··· DATA ···

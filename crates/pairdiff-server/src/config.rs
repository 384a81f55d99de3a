use std::net::{Ipv4Addr, SocketAddr};
use std::path::Path;

use serde::{Deserialize, Serialize};

use pairdiff_validate::Transport;

use crate::error::{ServerError, ServerResult};

/// Server settings. Every field falls back to its default when omitted.
#[derive(Clone, Debug, PartialEq, Serialize, Deserialize)]
#[serde(default)]
pub struct ServerConfig {
    pub bind_addr: SocketAddr,
    /// How uploaded payloads are encoded.
    pub transport: Transport,
    /// Upper bound on a single request body.
    pub max_payload_bytes: usize,
}

impl Default for ServerConfig {
    fn default() -> Self {
        Self {
            bind_addr: SocketAddr::from((Ipv4Addr::LOCALHOST, 8080)),
            transport: Transport::Base64,
            max_payload_bytes: 10 * 1024 * 1024,
        }
    }
}

impl ServerConfig {
    pub fn from_toml_str(text: &str) -> ServerResult<Self> {
        toml::from_str(text).map_err(|e| ServerError::Config(e.to_string()))
    }

    /// Read and parse a TOML config file.
    pub fn load(path: impl AsRef<Path>) -> ServerResult<Self> {
        let text = std::fs::read_to_string(path)?;
        Self::from_toml_str(&text)
    }
}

···

DIRECTIONS: Which lines above contain the word "Self"? Copy each of them.

THE ANSWER:
    fn default() -> Self {
        Self {
    pub fn from_toml_str(text: &str) -> ServerResult<Self> {
    pub fn load(path: impl AsRef<Path>) -> ServerResult<Self> {
        Self::from_toml_str(&text)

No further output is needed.